** Opening INFORMATION PROVIDED block **

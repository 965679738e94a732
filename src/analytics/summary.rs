//! Headline KPIs for a (filtered) ticket set.

use chrono::NaiveDate;
use serde::Serialize;

use super::Ratio;
use crate::records::{DataQuality, Ticket};

#[derive(Debug, Clone, PartialEq, Serialize)]
pub struct Summary {
    pub total: usize,
    pub open: usize,
    pub closed: usize,
    /// Open tickets as a percentage of all tickets.
    pub open_rate: Ratio,
    pub total_rework_cost: f64,
    pub total_cost_avoided: f64,
    pub net_value: f64,
    pub total_quantity: u64,
    pub first_submitted: Option<NaiveDate>,
    pub last_submitted: Option<NaiveDate>,
    pub quality: DataQuality,
}

pub fn summarize<'a, I>(records: I) -> Summary
where
    I: IntoIterator<Item = &'a Ticket>,
{
    let tickets: Vec<&Ticket> = records.into_iter().collect();

    let open = tickets.iter().filter(|t| t.is_open()).count();
    let total_rework_cost: f64 = tickets.iter().map(|t| t.rework_cost).sum();
    let total_cost_avoided: f64 = tickets.iter().map(|t| t.cost_avoided).sum();
    let dates = tickets.iter().filter_map(|t| t.submitted_date());

    Summary {
        total: tickets.len(),
        open,
        closed: tickets.len() - open,
        open_rate: Ratio::percent(open as f64, tickets.len() as f64),
        total_rework_cost,
        total_cost_avoided,
        net_value: total_cost_avoided - total_rework_cost,
        total_quantity: tickets
            .iter()
            .map(|t| t.quantity_affected)
            .fold(0, u64::saturating_add),
        first_submitted: dates.clone().min(),
        last_submitted: dates.max(),
        quality: DataQuality::from_records(tickets.iter().copied()),
    }
}
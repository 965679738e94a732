//! Per-customer rollups.

use std::collections::HashMap;

use serde::Serialize;

use crate::records::{Priority, Ticket};

/// Weight of each open ticket in the risk score.
const OPEN_WEIGHT: f64 = 2.0;
/// Extra weight of each open high-priority ticket.
const HIGH_OPEN_WEIGHT: f64 = 3.0;
/// Rework cost per risk point.
const COST_PER_POINT: f64 = 1000.0;

#[derive(Debug, Clone, PartialEq, Serialize)]
pub struct CustomerRow {
    pub customer: String,
    pub ticket_count: usize,
    pub open_count: usize,
    pub high_priority_open: usize,
    pub total_rework_cost: f64,
    pub total_cost_avoided: f64,
    pub risk_score: f64,
}

impl CustomerRow {
    fn new(customer: String) -> Self {
        Self {
            customer,
            ticket_count: 0,
            open_count: 0,
            high_priority_open: 0,
            total_rework_cost: 0.0,
            total_cost_avoided: 0.0,
            risk_score: 0.0,
        }
    }
}

/// `open × 2 + open high-priority × 3 + rework cost / 1000`.
pub fn risk_score(open_count: usize, high_priority_open: usize, rework_cost: f64) -> f64 {
    open_count as f64 * OPEN_WEIGHT
        + high_priority_open as f64 * HIGH_OPEN_WEIGHT
        + rework_cost / COST_PER_POINT
}

/// Group tickets by customer; missing customers are grouped under
/// `"Unspecified"`.
///
/// Ordered by descending ticket count, ties by customer name.
pub fn rollup<'a, I>(records: I) -> Vec<CustomerRow>
where
    I: IntoIterator<Item = &'a Ticket>,
{
    let mut groups: HashMap<&'a str, CustomerRow> = HashMap::new();
    for ticket in records {
        let row = groups
            .entry(ticket.customer_label())
            .or_insert_with_key(|name| CustomerRow::new(name.to_string()));
        row.ticket_count += 1;
        row.total_rework_cost += ticket.rework_cost;
        row.total_cost_avoided += ticket.cost_avoided;
        if ticket.is_open() {
            row.open_count += 1;
            if ticket.priority == Priority::High {
                row.high_priority_open += 1;
            }
        }
    }

    let mut rows: Vec<CustomerRow> = groups
        .into_values()
        .map(|mut row| {
            row.risk_score = risk_score(row.open_count, row.high_priority_open, row.total_rework_cost);
            row
        })
        .collect();
    rows.sort_by(|a, b| {
        b.ticket_count
            .cmp(&a.ticket_count)
            .then_with(|| a.customer.cmp(&b.customer))
    });
    rows
}

/// Top `n` customers by risk score, ties by ticket count then name.
pub fn highest_risk(rows: &[CustomerRow], n: usize) -> Vec<CustomerRow> {
    let mut ranked = rows.to_vec();
    ranked.sort_by(|a, b| {
        b.risk_score
            .total_cmp(&a.risk_score)
            .then_with(|| b.ticket_count.cmp(&a.ticket_count))
            .then_with(|| a.customer.cmp(&b.customer))
    });
    ranked.truncate(n);
    ranked
}
//! Canonical ticket records.
//!
//! A [`Ticket`] is one non-conformance row after normalization: typed dates,
//! currency and quantities, plus categorical tags that tolerate values the
//! dashboard has never seen before. A [`RecordSet`] keeps tickets in source
//! row order while indexing them by id.
//!
//! Nothing in this module mutates a ticket after it is built. Aggregators
//! borrow tickets and allocate their own output tables.

pub mod normalize;

use std::collections::HashMap;
use std::fmt;

use chrono::{NaiveDate, NaiveDateTime};
use serde::{Serialize, Serializer};

pub use normalize::{RawRow, SchemaError, normalize};

/// Label used for missing categorical values (status, priority, customer...).
pub const UNSPECIFIED: &str = "Unspecified";

// ---------------------------------------------------------------------------
// Categorical tags
// ---------------------------------------------------------------------------

/// Folds a raw label into a comparison key: lowercase, alphanumerics only.
///
/// `"In Progress"`, `"in-progress"` and `"IN_PROGRESS"` all fold to
/// `"inprogress"`.
pub(crate) fn fold_key(raw: &str) -> String {
    raw.chars()
        .filter(|c| c.is_alphanumeric())
        .flat_map(char::to_lowercase)
        .collect()
}

/// Ticket workflow status.
///
/// Unknown values are preserved verbatim in [`Status::Other`]. Every variant
/// except [`Status::Closed`] is open-class.
#[derive(Debug, Clone, PartialEq, Eq, Hash)]
pub enum Status {
    Open,
    InProgress,
    PendingReview,
    OnHold,
    Closed,
    Other(String),
    Unspecified,
}

impl Status {
    pub fn parse(raw: &str) -> Self {
        let trimmed = raw.trim();
        match fold_key(trimmed).as_str() {
            "" => Self::Unspecified,
            "open" => Self::Open,
            "inprogress" => Self::InProgress,
            "pendingreview" => Self::PendingReview,
            "onhold" => Self::OnHold,
            "closed" => Self::Closed,
            "unspecified" => Self::Unspecified,
            _ => Self::Other(trimmed.to_string()),
        }
    }

    pub fn label(&self) -> &str {
        match self {
            Self::Open => "Open",
            Self::InProgress => "In Progress",
            Self::PendingReview => "Pending Review",
            Self::OnHold => "On Hold",
            Self::Closed => "Closed",
            Self::Other(s) => s,
            Self::Unspecified => UNSPECIFIED,
        }
    }

    /// Open-class means anything that is not closed, including statuses the
    /// dashboard does not recognize and missing statuses.
    pub fn is_open(&self) -> bool {
        !matches!(self, Self::Closed)
    }
}

/// Ticket priority.
#[derive(Debug, Clone, PartialEq, Eq, Hash)]
pub enum Priority {
    High,
    Medium,
    Low,
    Other(String),
    Unspecified,
}

impl Priority {
    pub fn parse(raw: &str) -> Self {
        let trimmed = raw.trim();
        match fold_key(trimmed).as_str() {
            "" | "unspecified" => Self::Unspecified,
            "high" => Self::High,
            "medium" | "med" => Self::Medium,
            "low" => Self::Low,
            _ => Self::Other(trimmed.to_string()),
        }
    }

    pub fn label(&self) -> &str {
        match self {
            Self::High => "High",
            Self::Medium => "Medium",
            Self::Low => "Low",
            Self::Other(s) => s,
            Self::Unspecified => UNSPECIFIED,
        }
    }

    /// Display rank: known priorities first (High → Low), then anything else.
    pub fn rank(&self) -> u8 {
        match self {
            Self::High => 0,
            Self::Medium => 1,
            Self::Low => 2,
            Self::Other(_) => 3,
            Self::Unspecified => 4,
        }
    }
}

/// Whether the defect was found by a customer or internally.
#[derive(Debug, Clone, PartialEq, Eq, Hash)]
pub enum Origin {
    External,
    Internal,
    Other(String),
    Unspecified,
}

impl Origin {
    pub fn parse(raw: &str) -> Self {
        let trimmed = raw.trim();
        match fold_key(trimmed).as_str() {
            "" | "unspecified" => Self::Unspecified,
            "external" => Self::External,
            "internal" => Self::Internal,
            _ => Self::Other(trimmed.to_string()),
        }
    }

    pub fn label(&self) -> &str {
        match self {
            Self::External => "External",
            Self::Internal => "Internal",
            Self::Other(s) => s,
            Self::Unspecified => UNSPECIFIED,
        }
    }
}

macro_rules! label_impls {
    ($($ty:ty),*) => {
        $(
            impl fmt::Display for $ty {
                fn fmt(&self, f: &mut fmt::Formatter<'_>) -> fmt::Result {
                    f.write_str(self.label())
                }
            }

            impl Serialize for $ty {
                fn serialize<S: Serializer>(&self, serializer: S) -> Result<S::Ok, S::Error> {
                    serializer.serialize_str(self.label())
                }
            }
        )*
    };
}

label_impls!(Status, Priority, Origin);

// ---------------------------------------------------------------------------
// Categorical fields
// ---------------------------------------------------------------------------

/// A categorical ticket field usable as a tally or grouping key.
#[derive(Debug, Clone, Copy, PartialEq, Eq, Hash)]
pub enum Field {
    Status,
    Priority,
    Origin,
    Customer,
    IssueType,
}

impl Field {
    pub fn parse(raw: &str) -> Option<Self> {
        match fold_key(raw).as_str() {
            "status" => Some(Self::Status),
            "priority" => Some(Self::Priority),
            "origin" | "externalorinternal" => Some(Self::Origin),
            "customer" => Some(Self::Customer),
            "issuetype" | "issue" => Some(Self::IssueType),
            _ => None,
        }
    }

    /// Column header used in exports and tables.
    pub fn header(self) -> &'static str {
        match self {
            Self::Status => "Status",
            Self::Priority => "Priority",
            Self::Origin => "External Or Internal",
            Self::Customer => "Customer",
            Self::IssueType => "Issue Type",
        }
    }

    /// The ticket's value for this field, with missing values as
    /// [`UNSPECIFIED`].
    pub fn value<'a>(self, ticket: &'a Ticket) -> &'a str {
        match self {
            Self::Status => ticket.status.label(),
            Self::Priority => ticket.priority.label(),
            Self::Origin => ticket.origin.label(),
            Self::Customer => ticket.customer_label(),
            Self::IssueType => ticket.issue_type_label(),
        }
    }
}

// ---------------------------------------------------------------------------
// Coercion flags
// ---------------------------------------------------------------------------

/// Per-field record of values that were missing or malformed in the raw row
/// and replaced with a default during normalization.
#[derive(Debug, Clone, Copy, Default, PartialEq, Eq, Serialize)]
pub struct CoercionFlags {
    /// Id was empty (synthetic id assigned) or duplicated (suffixed).
    pub id: bool,
    pub submitted_at: bool,
    pub rework_cost: bool,
    pub cost_avoided: bool,
    pub quantity_affected: bool,
}

impl CoercionFlags {
    pub fn any(&self) -> bool {
        self.id
            || self.submitted_at
            || self.rework_cost
            || self.cost_avoided
            || self.quantity_affected
    }

    /// True if either currency field was defaulted.
    pub fn cost(&self) -> bool {
        self.rework_cost || self.cost_avoided
    }
}

// ---------------------------------------------------------------------------
// Ticket
// ---------------------------------------------------------------------------

/// One normalized non-conformance ticket.
#[derive(Debug, Clone, PartialEq, Serialize)]
pub struct Ticket {
    pub id: String,
    pub submitted_at: Option<NaiveDateTime>,
    pub status: Status,
    pub priority: Priority,
    pub origin: Origin,
    pub customer: Option<String>,
    pub issue_type: Option<String>,
    pub rework_cost: f64,
    pub cost_avoided: f64,
    pub quantity_affected: u64,
    /// Columns the normalizer does not model, in source column order.
    pub extra: Vec<(String, String)>,
    pub flags: CoercionFlags,
}

impl Ticket {
    /// A ticket with only an id; every other field missing. Used as a base
    /// for struct-update syntax.
    pub fn new(id: impl Into<String>) -> Self {
        Self {
            id: id.into(),
            submitted_at: None,
            status: Status::Unspecified,
            priority: Priority::Unspecified,
            origin: Origin::Unspecified,
            customer: None,
            issue_type: None,
            rework_cost: 0.0,
            cost_avoided: 0.0,
            quantity_affected: 0,
            extra: Vec::new(),
            flags: CoercionFlags::default(),
        }
    }

    pub fn is_open(&self) -> bool {
        self.status.is_open()
    }

    /// Submission timestamp truncated to its calendar date.
    pub fn submitted_date(&self) -> Option<NaiveDate> {
        self.submitted_at.map(|ts| ts.date())
    }

    pub fn customer_label(&self) -> &str {
        self.customer.as_deref().unwrap_or(UNSPECIFIED)
    }

    pub fn issue_type_label(&self) -> &str {
        self.issue_type.as_deref().unwrap_or(UNSPECIFIED)
    }

    /// Look up an unmodelled column by name (case-insensitive).
    pub fn extra_value(&self, column: &str) -> Option<&str> {
        let key = fold_key(column);
        self.extra
            .iter()
            .find(|(name, _)| fold_key(name) == key)
            .map(|(_, value)| value.as_str())
    }
}

// ---------------------------------------------------------------------------
// Record set
// ---------------------------------------------------------------------------

/// Order-preserving collection of tickets keyed by id.
///
/// Built once per data load and never mutated afterwards.
#[derive(Debug, Clone, Default)]
pub struct RecordSet {
    tickets: Vec<Ticket>,
    index: HashMap<String, usize>,
}

impl RecordSet {
    /// Build a record set. Ids must already be unique; a later ticket with a
    /// repeated id shadows the earlier one in [`get`](Self::get) but both stay
    /// in iteration order. [`normalize`] guarantees uniqueness.
    pub fn new(tickets: Vec<Ticket>) -> Self {
        let index = tickets
            .iter()
            .enumerate()
            .map(|(i, t)| (t.id.clone(), i))
            .collect();
        Self { tickets, index }
    }

    pub fn get(&self, id: &str) -> Option<&Ticket> {
        self.index.get(id).map(|&i| &self.tickets[i])
    }

    pub fn len(&self) -> usize {
        self.tickets.len()
    }

    pub fn is_empty(&self) -> bool {
        self.tickets.is_empty()
    }

    pub fn iter(&self) -> std::slice::Iter<'_, Ticket> {
        self.tickets.iter()
    }

    pub fn as_slice(&self) -> &[Ticket] {
        &self.tickets
    }
}

impl<'a> IntoIterator for &'a RecordSet {
    type Item = &'a Ticket;
    type IntoIter = std::slice::Iter<'a, Ticket>;

    fn into_iter(self) -> Self::IntoIter {
        self.tickets.iter()
    }
}

// ---------------------------------------------------------------------------
// Data quality
// ---------------------------------------------------------------------------

/// Counts of tickets whose fields were coerced during normalization.
#[derive(Debug, Clone, Copy, Default, PartialEq, Eq, Serialize)]
pub struct DataQuality {
    pub rows: usize,
    /// Tickets with at least one coerced field.
    pub coerced_rows: usize,
    pub id: usize,
    pub submitted_at: usize,
    pub rework_cost: usize,
    pub cost_avoided: usize,
    pub quantity_affected: usize,
}

impl DataQuality {
    pub fn from_records<'a, I>(records: I) -> Self
    where
        I: IntoIterator<Item = &'a Ticket>,
    {
        let mut quality = Self::default();
        for ticket in records {
            let f = &ticket.flags;
            quality.rows += 1;
            quality.coerced_rows += usize::from(f.any());
            quality.id += usize::from(f.id);
            quality.submitted_at += usize::from(f.submitted_at);
            quality.rework_cost += usize::from(f.rework_cost);
            quality.cost_avoided += usize::from(f.cost_avoided);
            quality.quantity_affected += usize::from(f.quantity_affected);
        }
        quality
    }

    pub fn is_clean(&self) -> bool {
        self.coerced_rows == 0
    }

    /// One-line footnote for views, `None` when nothing was coerced.
    pub fn footnote(&self) -> Option<String> {
        if self.is_clean() {
            return None;
        }
        let mut parts = Vec::new();
        for (name, count) in [
            ("id", self.id),
            ("date", self.submitted_at),
            ("rework cost", self.rework_cost),
            ("cost avoided", self.cost_avoided),
            ("quantity", self.quantity_affected),
        ] {
            if count > 0 {
                parts.push(format!("{name}: {count}"));
            }
        }
        Some(format!(
            "{} of {} rows had missing or invalid values ({})",
            self.coerced_rows,
            self.rows,
            parts.join(", ")
        ))
    }
}

// ---------------------------------------------------------------------------
// Tests
// ---------------------------------------------------------------------------

#[cfg(test)]
mod tests {
    use super::*;

    #[test]
    fn status_parse_folds_spelling_variants() {
        assert_eq!(Status::parse("In Progress"), Status::InProgress);
        assert_eq!(Status::parse("in-progress"), Status::InProgress);
        assert_eq!(Status::parse(" CLOSED "), Status::Closed);
        assert_eq!(Status::parse(""), Status::Unspecified);
        assert_eq!(
            Status::parse("Awaiting Parts"),
            Status::Other("Awaiting Parts".to_string())
        );
    }

    #[test]
    fn open_class_is_everything_but_closed() {
        assert!(Status::Open.is_open());
        assert!(Status::OnHold.is_open());
        assert!(Status::Other("Escalated".into()).is_open());
        assert!(Status::Unspecified.is_open());
        assert!(!Status::Closed.is_open());
    }

    #[test]
    fn unknown_labels_round_trip_verbatim() {
        let p = Priority::parse("Critical");
        assert_eq!(p.label(), "Critical");
        assert_eq!(Origin::parse("Supplier").label(), "Supplier");
    }

    #[test]
    fn field_value_uses_unspecified_for_missing() {
        let t = Ticket::new("NC-1");
        assert_eq!(Field::Customer.value(&t), UNSPECIFIED);
        assert_eq!(Field::IssueType.value(&t), UNSPECIFIED);
        assert_eq!(Field::Status.value(&t), UNSPECIFIED);
    }

    #[test]
    fn record_set_preserves_order_and_indexes() {
        let set = RecordSet::new(vec![Ticket::new("b"), Ticket::new("a")]);
        let ids: Vec<&str> = set.iter().map(|t| t.id.as_str()).collect();
        assert_eq!(ids, vec!["b", "a"]);
        assert!(set.get("a").is_some());
        assert!(set.get("z").is_none());
    }

    #[test]
    fn data_quality_footnote() {
        let mut bad = Ticket::new("2");
        bad.flags.rework_cost = true;
        let quality = DataQuality::from_records(&[Ticket::new("1"), bad]);
        assert_eq!(quality.coerced_rows, 1);
        assert_eq!(quality.rework_cost, 1);
        let note = quality.footnote().unwrap();
        assert!(note.contains("1 of 2 rows"));
        assert!(note.contains("rework cost: 1"));
    }

    #[test]
    fn clean_quality_has_no_footnote() {
        let quality = DataQuality::from_records(&[Ticket::new("1")]);
        assert!(quality.is_clean());
        assert!(quality.footnote().is_none());
    }
}
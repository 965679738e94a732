//! Rework cost and cost-avoided rollups.
//!
//! Groups by any categorical field or by calendar period of submission.
//! Missing or invalid amounts were already coerced to 0 by the normalizer;
//! each row reports how many of its tickets had a coerced amount so views
//! can mark the sums as partial.

use std::collections::HashMap;
use std::fmt;

use chrono::{Datelike, Duration, NaiveDate};
use serde::Serialize;

use super::Ratio;
use crate::records::{Field, Ticket};

/// Rollup grouping key.
#[derive(Debug, Clone, Copy, PartialEq, Eq)]
pub enum GroupBy {
    Field(Field),
    /// Calendar week of submission, starting Monday.
    Week,
    /// Calendar month of submission.
    Month,
}

impl GroupBy {
    pub fn parse(raw: &str) -> Option<Self> {
        match raw.trim().to_ascii_lowercase().as_str() {
            "week" | "weekly" => Some(Self::Week),
            "month" | "monthly" => Some(Self::Month),
            other => Field::parse(other).map(Self::Field),
        }
    }

    pub fn header(self) -> &'static str {
        match self {
            Self::Field(f) => f.header(),
            Self::Week => "Week Of",
            Self::Month => "Month",
        }
    }

    fn is_period(self) -> bool {
        matches!(self, Self::Week | Self::Month)
    }

    /// Group key for a ticket. Period groupings return `None` for undated
    /// tickets, which are left out of the rollup.
    fn key(self, ticket: &Ticket) -> Option<String> {
        match self {
            Self::Field(f) => Some(f.value(ticket).to_string()),
            Self::Week => ticket
                .submitted_date()
                .map(|d| week_start(d).format("%Y-%m-%d").to_string()),
            Self::Month => ticket.submitted_date().map(|d| d.format("%Y-%m").to_string()),
        }
    }
}

impl fmt::Display for GroupBy {
    fn fmt(&self, f: &mut fmt::Formatter<'_>) -> fmt::Result {
        f.write_str(self.header())
    }
}

/// Monday of the week containing `date`.
pub fn week_start(date: NaiveDate) -> NaiveDate {
    date - Duration::days(i64::from(date.weekday().num_days_from_monday()))
}

// ---------------------------------------------------------------------------
// Rollup
// ---------------------------------------------------------------------------

/// Cost totals for one group.
#[derive(Debug, Clone, PartialEq, Serialize)]
pub struct CostRow {
    pub group_key: String,
    pub ticket_count: usize,
    pub total_rework_cost: f64,
    pub total_cost_avoided: f64,
    /// `total_cost_avoided - total_rework_cost`.
    pub net_value: f64,
    pub avg_rework_per_ticket: Ratio,
    pub avg_avoided_per_ticket: Ratio,
    /// Tickets whose rework cost or cost avoided was coerced to 0.
    pub coerced: usize,
}

impl CostRow {
    fn new(group_key: String) -> Self {
        Self {
            group_key,
            ticket_count: 0,
            total_rework_cost: 0.0,
            total_cost_avoided: 0.0,
            net_value: 0.0,
            avg_rework_per_ticket: Ratio::Undefined,
            avg_avoided_per_ticket: Ratio::Undefined,
            coerced: 0,
        }
    }

    fn add(&mut self, ticket: &Ticket) {
        self.ticket_count += 1;
        self.total_rework_cost += ticket.rework_cost;
        self.total_cost_avoided += ticket.cost_avoided;
        if ticket.flags.cost() {
            self.coerced += 1;
        }
    }

    fn finish(mut self) -> Self {
        let n = self.ticket_count as f64;
        self.net_value = self.total_cost_avoided - self.total_rework_cost;
        self.avg_rework_per_ticket = Ratio::of(self.total_rework_cost, n);
        self.avg_avoided_per_ticket = Ratio::of(self.total_cost_avoided, n);
        self
    }

    pub fn is_partial(&self) -> bool {
        self.coerced > 0
    }
}

/// Sum costs per group.
///
/// Categorical groupings are ordered by descending rework cost, then key.
/// Period groupings are ordered chronologically.
pub fn rollup<'a, I>(records: I, group_by: GroupBy) -> Vec<CostRow>
where
    I: IntoIterator<Item = &'a Ticket>,
{
    let mut groups: HashMap<String, CostRow> = HashMap::new();
    for ticket in records {
        let Some(key) = group_by.key(ticket) else {
            continue;
        };
        groups
            .entry(key)
            .or_insert_with_key(|k| CostRow::new(k.clone()))
            .add(ticket);
    }

    let mut rows: Vec<CostRow> = groups.into_values().map(CostRow::finish).collect();
    if group_by.is_period() {
        rows.sort_by(|a, b| a.group_key.cmp(&b.group_key));
    } else {
        rows.sort_by(|a, b| {
            b.total_rework_cost
                .total_cmp(&a.total_rework_cost)
                .then_with(|| a.group_key.cmp(&b.group_key))
        });
    }
    rows
}

/// Grand totals across all input tickets, as a row keyed `"Total"`.
///
/// Averages are undefined for empty input.
pub fn totals<'a, I>(records: I) -> CostRow
where
    I: IntoIterator<Item = &'a Ticket>,
{
    let mut row = CostRow::new("Total".to_string());
    for ticket in records {
        row.add(ticket);
    }
    row.finish()
}

/// Cost avoided per unit of rework cost. Undefined when there was no
/// rework cost.
pub fn cost_efficiency<'a, I>(records: I) -> Ratio
where
    I: IntoIterator<Item = &'a Ticket>,
{
    let total = totals(records);
    Ratio::of(total.total_cost_avoided, total.total_rework_cost)
}

// ---------------------------------------------------------------------------
// Tests
// ---------------------------------------------------------------------------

** Closing INFORMATION PROVIDED block **

◆ TASK DESCRIPTION
All lines above that include the word "IssueType" should be located and copied.

◆ PROBLEM SOLUTION
    IssueType,
            "issuetype" | "issue" => Some(Self::IssueType),
            Self::IssueType => "Issue Type",
            Self::IssueType => ticket.issue_type_label(),
        assert_eq!(Field::IssueType.value(&t), UNSPECIFIED);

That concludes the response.